Au moment d’entrer dans la pièce où se déroulent les festivités, il me laisse passer. Les stagiaires nous ignorent, ils sont concentrés sur eux-mêmes. Je demande à une jeunette où est Lila, elle hausse les épaules et se détourne. Je la rattrape :
« Quand je demande quelque chose, Mademoiselle, vous prenez la peine d’articuler des mots, de construire une phrase avec un sujet, un verbe et un complément pour me répondre. C’est entendu ? » Elle s’excuse platement, ses yeux troublés par l’alcool roulent dans leurs orbites, elle a peur. Tant mieux, demain elle sera virée, autant qu’elle s’y prépare. Un garçon, prénommé Léon, s’adresse à moi :
« Margaret, je voulais vous remercier pour tout, de m’avoir laissé ma chance et… »

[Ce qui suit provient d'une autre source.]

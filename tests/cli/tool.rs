//! Tests for `dockstore tool` commands.

use mockito::Matcher;

use super::*;

static QUAY_AND_GITHUB: &str = "quay.io/dockstoretestuser/quayandgithub";
static MANUAL_TOOL: &str = "quay.io/dockstoretestuser/manualtool";

/// Tests publishing and then unpublishing a tool.
///
/// Verifies the published flag follows each command and that repeating either
/// command is rejected without touching the database.
///
/// Expected: Ok with SUCCESS then COMMAND_ERROR for each direction
#[tokio::test]
async fn publish_and_unpublish_tool() -> Result<(), TestError> {
    let mut test = TestBuilder::new().build().await?;
    let published = "SELECT COUNT(*) AS count FROM tool WHERE name = 'quayandgithub' AND is_published";

    assert_eq!(test.count(published).await?, 0);

    test.cli
        .run_expect(&["tool", "publish", "--entry", QUAY_AND_GITHUB], ExitCode::Success)
        .await?;
    assert_eq!(test.count(published).await?, 1);
    assert!(test
        .cli
        .output
        .stdout()
        .contains("Successfully published quay.io/dockstoretestuser/quayandgithub"));

    test.cli
        .run_expect(&["tool", "publish", "--entry", QUAY_AND_GITHUB], ExitCode::CommandError)
        .await?;
    assert_eq!(test.count(published).await?, 1);

    test.cli
        .run_expect(
            &["tool", "publish", "--entry", QUAY_AND_GITHUB, "--unpub"],
            ExitCode::Success,
        )
        .await?;
    assert_eq!(test.count(published).await?, 0);

    test.cli
        .run_expect(
            &["tool", "publish", "--entry", QUAY_AND_GITHUB, "--unpub"],
            ExitCode::CommandError,
        )
        .await?;
    assert_eq!(test.count(published).await?, 0);

    test.assert_no_leaked_connections().await
}

/// Tests publishing a tool that has no tags.
///
/// Expected: Ok with API_ERROR and the tool left unpublished
#[tokio::test]
async fn publish_tool_without_tags_fails() -> Result<(), TestError> {
    let mut test = TestBuilder::new()
        .with_fixture_set(FixtureSet::Confidential1)
        .build()
        .await?;

    test.cli
        .run_expect(
            &["tool", "publish", "--entry", "quay.io/dockstoretestuser/noautobuild"],
            ExitCode::ApiError,
        )
        .await?;

    assert_eq!(
        test.count("SELECT COUNT(*) AS count FROM tool WHERE name = 'noautobuild' AND is_published")
            .await?,
        0
    );

    test.assert_no_leaked_connections().await
}

/// Tests that another user's unpublished tool cannot be found.
///
/// Expected: Ok with ENTRY_NOT_FOUND
#[tokio::test]
async fn publish_other_users_tool_is_not_found() -> Result<(), TestError> {
    let mut test = TestBuilder::new()
        .with_cli_token(Some(USER2_TOKEN))
        .build()
        .await?;

    test.cli
        .run_expect(
            &["tool", "publish", "--entry", QUAY_AND_GITHUB],
            ExitCode::EntryNotFound,
        )
        .await?;

    test.assert_no_leaked_connections().await
}

/// Tests adding and removing a tag on a manually registered tool.
///
/// Expected: Ok with one `masterTest` tag after adding and none after removing
#[tokio::test]
async fn add_and_remove_version_tag() -> Result<(), TestError> {
    let mut test = TestBuilder::new().build().await?;
    let tags = "SELECT COUNT(*) AS count FROM tag WHERE name = 'masterTest'";

    test.cli
        .run_expect(
            &[
                "tool",
                "version_tag",
                "add",
                "--entry",
                MANUAL_TOOL,
                "--name",
                "masterTest",
                "--git-reference",
                "master",
                "--image-id",
                "4728f8f5ce1709ec8b8a5282e274e63de3c67b95f03a519191e6ea675c5d34e8",
            ],
            ExitCode::Success,
        )
        .await?;
    assert_eq!(test.count(tags).await?, 1);

    test.cli
        .run_expect(
            &[
                "tool",
                "version_tag",
                "add",
                "--entry",
                MANUAL_TOOL,
                "--name",
                "masterTest",
                "--git-reference",
                "master",
            ],
            ExitCode::ClientError,
        )
        .await?;
    assert_eq!(test.count(tags).await?, 1);

    test.cli
        .run_expect(
            &[
                "tool",
                "version_tag",
                "remove",
                "--entry",
                MANUAL_TOOL,
                "--name",
                "masterTest",
            ],
            ExitCode::Success,
        )
        .await?;
    assert_eq!(test.count(tags).await?, 0);

    test.cli
        .run_expect(
            &[
                "tool",
                "version_tag",
                "remove",
                "--entry",
                MANUAL_TOOL,
                "--name",
                "masterTest",
            ],
            ExitCode::ClientError,
        )
        .await?;

    test.assert_no_leaked_connections().await
}

/// Tests that tags of registry-built tools cannot be edited.
///
/// Expected: Ok with CLIENT_ERROR and no tag added
#[tokio::test]
async fn version_tag_requires_manual_tool() -> Result<(), TestError> {
    let mut test = TestBuilder::new().build().await?;

    test.cli
        .run_expect(
            &[
                "tool",
                "version_tag",
                "add",
                "--entry",
                QUAY_AND_GITHUB,
                "--name",
                "masterTest",
                "--git-reference",
                "master",
            ],
            ExitCode::ClientError,
        )
        .await?;

    assert_eq!(
        test.count("SELECT COUNT(*) AS count FROM tag WHERE name = 'masterTest'")
            .await?,
        0
    );

    test.assert_no_leaked_connections().await
}

/// Tests registering a tool by hand.
///
/// Verifies the tool is created in manual mode with its first tag, and that
/// registering the same tool twice is rejected by the webservice.
///
/// Expected: Ok with SUCCESS, then API_ERROR for the duplicate
#[tokio::test]
async fn manual_publish_registers_tool() -> Result<(), TestError> {
    let mut test = TestBuilder::new().build().await?;
    let args = [
        "tool",
        "manual_publish",
        "--registry",
        "registry.hub.docker.com",
        "--namespace",
        "dockstoretestuser",
        "--name",
        "dockerhubandgithub",
        "--git-url",
        "git@github.com:DockstoreTestUser/dockstore-whalesay.git",
        "--git-reference",
        "master",
    ];

    test.cli.run_expect(&args, ExitCode::Success).await?;

    assert_eq!(
        test.count(
            "SELECT COUNT(*) AS count FROM tool \
             WHERE name = 'dockerhubandgithub' AND mode = 'MANUAL_IMAGE_PATH'"
        )
        .await?,
        1
    );
    assert_eq!(
        test.count(
            "SELECT COUNT(*) AS count FROM tag JOIN tool ON tag.tool_id = tool.id \
             WHERE tool.name = 'dockerhubandgithub' AND tag.name = 'latest'"
        )
        .await?,
        1
    );
    assert!(test
        .cli
        .output
        .stdout()
        .contains("Successfully registered registry.hub.docker.com/dockstoretestuser/dockerhubandgithub"));

    test.cli.run_expect(&args, ExitCode::ApiError).await?;

    test.assert_no_leaked_connections().await
}

/// Tests that a git URL that is neither SSH nor HTTPS is rejected before any request.
///
/// Expected: Ok with CLIENT_ERROR
#[tokio::test]
async fn manual_publish_rejects_invalid_git_url() -> Result<(), TestError> {
    let mut test = TestBuilder::new().build().await?;

    test.cli
        .run_expect(
            &[
                "tool",
                "manual_publish",
                "--registry",
                "quay.io",
                "--namespace",
                "dockstoretestuser",
                "--name",
                "badgit",
                "--git-url",
                "github.com/DockstoreTestUser/dockstore-whalesay",
                "--git-reference",
                "master",
            ],
            ExitCode::ClientError,
        )
        .await?;

    assert_eq!(
        test.count("SELECT COUNT(*) AS count FROM tool WHERE name = 'badgit'")
            .await?,
        0
    );

    Ok(())
}

/// Tests `tool info` for published, unpublished and unknown tools.
///
/// Expected: Ok with SUCCESS, ENTRY_NOT_FOUND and ENTRY_NOT_FOUND
#[tokio::test]
async fn info_shows_only_published_tools() -> Result<(), TestError> {
    let mut test = TestBuilder::new().build().await?;

    test.cli
        .run_expect(
            &["tool", "info", "--entry", "quay.io/dockstoretestuser/quayandbitbucket"],
            ExitCode::Success,
        )
        .await?;
    let stdout = test.cli.output.stdout();
    assert!(stdout.contains("TOOL: quay.io/dockstoretestuser/quayandbitbucket"));
    assert!(stdout.contains("latest"));

    test.cli
        .run_expect(&["tool", "info", "--entry", QUAY_AND_GITHUB], ExitCode::EntryNotFound)
        .await?;

    test.cli
        .run_expect(
            &["tool", "info", "--entry", "quay.io/dockstoretestuser/doesnotexist"],
            ExitCode::EntryNotFound,
        )
        .await?;

    test.assert_no_leaked_connections().await
}

/// Tests that `tool list` shows the user's own tools, published or not.
///
/// Expected: Ok with every tool of `user1` and none of `user2`
#[tokio::test]
async fn list_shows_own_tools() -> Result<(), TestError> {
    let mut test = TestBuilder::new().build().await?;

    test.cli
        .run_expect(&["tool", "list"], ExitCode::Success)
        .await?;

    let stdout = test.cli.output.stdout();
    assert!(stdout.contains("quayandgithub"));
    assert!(stdout.contains("quayandbitbucket"));
    assert!(stdout.contains("manualtool"));
    assert!(!stdout.contains("publictool"));

    Ok(())
}

/// Tests that search only matches published tools.
///
/// Expected: Ok with the published Bitbucket tool and without the unpublished GitHub tool
#[tokio::test]
async fn search_matches_published_tools() -> Result<(), TestError> {
    let mut test = TestBuilder::new().build().await?;

    test.cli
        .run_expect(&["tool", "search", "--pattern", "QUAYAND"], ExitCode::Success)
        .await?;

    let stdout = test.cli.output.stdout();
    assert!(stdout.contains("quayandbitbucket"));
    assert!(!stdout.contains("quayandgithub"));

    Ok(())
}

/// Tests refreshing a GitHub tool whose descriptor disappeared.
///
/// The refresh marks the only tag invalid, after which the tool can no longer
/// be published.
///
/// Expected: Ok with SUCCESS for the refresh, then API_ERROR for publishing
#[tokio::test]
async fn refresh_invalidates_tags_without_descriptor() -> Result<(), TestError> {
    let mut test = TestBuilder::new()
        .with_github_endpoint(|server| {
            server
                .mock(
                    "GET",
                    "/repos/DockstoreTestUser/dockstore-whalesay/contents/Dockstore.cwl",
                )
                .match_query(Matcher::UrlEncoded("ref".into(), "master".into()))
                .with_status(404)
                .with_body(r#"{"message":"Not Found"}"#)
                .expect(1)
                .create()
        })
        .build()
        .await?;

    test.cli
        .run_expect(&["tool", "refresh", "--entry", QUAY_AND_GITHUB], ExitCode::Success)
        .await?;
    assert_eq!(
        test.count("SELECT COUNT(*) AS count FROM tag WHERE tool_id = 1 AND valid")
            .await?,
        0
    );

    test.cli
        .run_expect(&["tool", "publish", "--entry", QUAY_AND_GITHUB], ExitCode::ApiError)
        .await?;

    test.assert_mocks();
    test.assert_no_leaked_connections().await
}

C’est exactement pour cette raison que je mets un point d’honneur à ne pas assister aux pots de départ des stagiaires (et des autres aussi, en fait), pour éviter d’avoir à écouter de jeunes ivrognes radoter à mon oreille à quel point je suis merveilleuse, à quel point ils me sont redevables. Il poursuit :
« Je suis content que vous soyez encore là. Lila pensait que vous étiez partie.
— Lila est encore là ?
— Oui, elle est dans son bureau… avec Xavier, je crois ».
Lila et Xavier sont dans un bureau qui est forcément le mien puisque Lila n’a pas de bureau, elle a un coin travail à l’extérieur de ma pièce. Je ne me pose pas de questions sur ce qu’ils font, je sais. Je suis embêtée. Je n’ai pas envie que le petit pervers gâte mon assistante. Je décide de les arrêter.